И тогда сильные духом люди стали покидать города Империи, где Церковь проводила мирные дни социального конформизма; они уходили в пустыни Ближнего Востока и преподавали миру тройной урок собранности, молчания и умерщвления плоти, который с тех пор беспрерывно повторяется в «школах божественного служения», называемых «монастырями». Это было время величайших отцов-пустынников, которые высятся у начала христианских времен точно огромные столпы молитвы. Отшельник никогда долго не остается в одиночестве; молва приводит к нему бесчисленных любопытных, а благодать — несколько друзей. В течение тридцати лет, которые святой Симеон Столпник провел, водрузившись на столп высотой в 18 метров (исторически проверенный факт), тысячи зевак прошли у его ног, чтобы поглядеть, как он грызет свой еженедельный капустный лист и между небом и землей устанавливает рекорд покаянного подвига, который не скоро будет побит. Следующее состязание столпников состоится не вдруг.
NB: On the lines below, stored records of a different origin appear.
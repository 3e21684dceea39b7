//! Database connection pool and migration management.
//!
//! This module provides utilities for:
//! - Creating a PostgreSQL connection pool with a bounded lock wait
//! - Running database migrations automatically

use sqlx::{Pool, Postgres, postgres::PgPoolOptions};
use std::time::Duration;

/// Type alias for PostgreSQL connection pool.
pub type DbPool = Pool<Postgres>;

/// Create a new PostgreSQL connection pool.
///
/// See [`pool_options`] for the per-connection session settings.
///
/// # Errors
///
/// Returns an error if:
/// - Database connection string is invalid
/// - Cannot connect to PostgreSQL server
/// - Database authentication fails
pub async fn create_pool(
    database_url: &str,
    max_connections: u32,
    lock_timeout: Duration,
) -> Result<DbPool, sqlx::Error> {
    pool_options(max_connections, lock_timeout)
        .connect(database_url)
        .await
}

/// Pool options shared by every pool this service opens.
///
/// Every connection sets the session `lock_timeout`, so a transfer blocked
/// on a `FOR UPDATE` row lock fails with SQLSTATE 55P03 instead of waiting
/// forever. The same duration bounds how long a request waits for a free
/// connection.
pub fn pool_options(max_connections: u32, lock_timeout: Duration) -> PgPoolOptions {
    let lock_timeout_setting = format!("{}ms", lock_timeout.as_millis());

    PgPoolOptions::new()
        .max_connections(max_connections)
        .acquire_timeout(lock_timeout)
        .after_connect(move |conn, _meta| {
            let setting = lock_timeout_setting.clone();
            Box::pin(async move {
                sqlx::query("SELECT set_config('lock_timeout', $1, false)")
                    .bind(setting)
                    .execute(&mut *conn)
                    .await?;
                Ok(())
            })
        })
}

/// Run database migrations from the `migrations/` directory.
///
/// Migrations are tracked in the `_sqlx_migrations` table, so each one runs only once.
pub async fn run_migrations(pool: &DbPool) -> Result<(), sqlx::migrate::MigrateError> {
    // The macro embeds ./migrations at compile time
    sqlx::migrate!("./migrations").run(pool).await
}
//! Character gold service.
//!
//! Record management for tabletop-game characters and their gold, plus an
//! atomic, deadlock-free gold transfer between two characters.
//!
//! # Layout
//!
//! - [`store`]: data-access traits with PostgreSQL and in-memory implementations
//! - [`services::transfer_service`]: the transfer unit of work
//! - [`handlers`] / [`routes`]: JSON API over both

pub mod config;
pub mod db;
pub mod error;
pub mod handlers;
pub mod models;
pub mod routes;
pub mod services;
pub mod store;
//! Data models representing database entities and API payloads.

/// Character and creature model
pub mod character;
/// Gold transfer request and outcome
pub mod transfer;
«Смотреть отшельника» отправлялись как ездят по воскресеньям в аэропорт Бурже смотреть «человека-птицу», и меня не удивило бы, если для присутствия при мистическом взлете первого надо было брать билеты, как сейчас — для наблюдения за приземлением второго. Впрочем, в этих восхищенных, но и несколько возмущенных толпах (хроника сохранила следы их возражений) слышались те же замечания, что и сегодня, насчет «бесполезности» этих аскетических достижений, которые лишали Церковь атлетов веры, чьи силы лучше бы использовать в миру. Поговаривали — уже тогда — о «побеге», «бегстве в пустыню» — выражение, породившее неприятное слово «дезертирство» (по-французски «пустыня» — «дезер». Прим. пер.). Ибо туристы религии всегда смешивали дезертира, бегущего с поля боя, и отшельника, который, напротив, бросается на приступ с такой стремительностью, что оказывается один на «ничейной земле». Один монах, которому говорили, что мир недолюбливает этих созерцателей, как будто равнодушных к ближнему и отправляющихся — когда они «соль земли» — солить песок в пустыне, с улыбкой ответил:
— Знаете, так легко считать себя солью земли, но в один прекрасный день оказывается, что мир находит вас приятно-сладенькими…
* * *
Но отшельничество с его суровыми подвигами возбуждает не только любопытство, оно пробуждает и признание. Уходя, воскресный прилив зевак оставляет на песке несколько ракушек… Хибарки анахоретов, этих «карьеристов святости», начинают расти как грибы, и в одно прекрасное утро обнаруженный экс-пустынник оказывается, сам того не желая, наставником и главой общины. Достаточно того, чтобы пять-шесть пустынников разделяли пропитание, читали вместе несколько молитв, поставили ограду от навязчивых людей и от диких зверей или для символического обозначения периметра своей «духовной территории», — и вот вам наметка монастыря, который вскоре почувствует необходимость иметь законы, — которые станут Уставом, — и привести своих членов к принятию некоторых неотменимых обязательств, — которые позднее назовут «окончательными обетами». Тем самым совершился переход от отшельничества, которое лишь частично сохранилось у картезианцев и кармелитов, к киновии, общежитию, ставшей всеобщей формой монашеской жизни.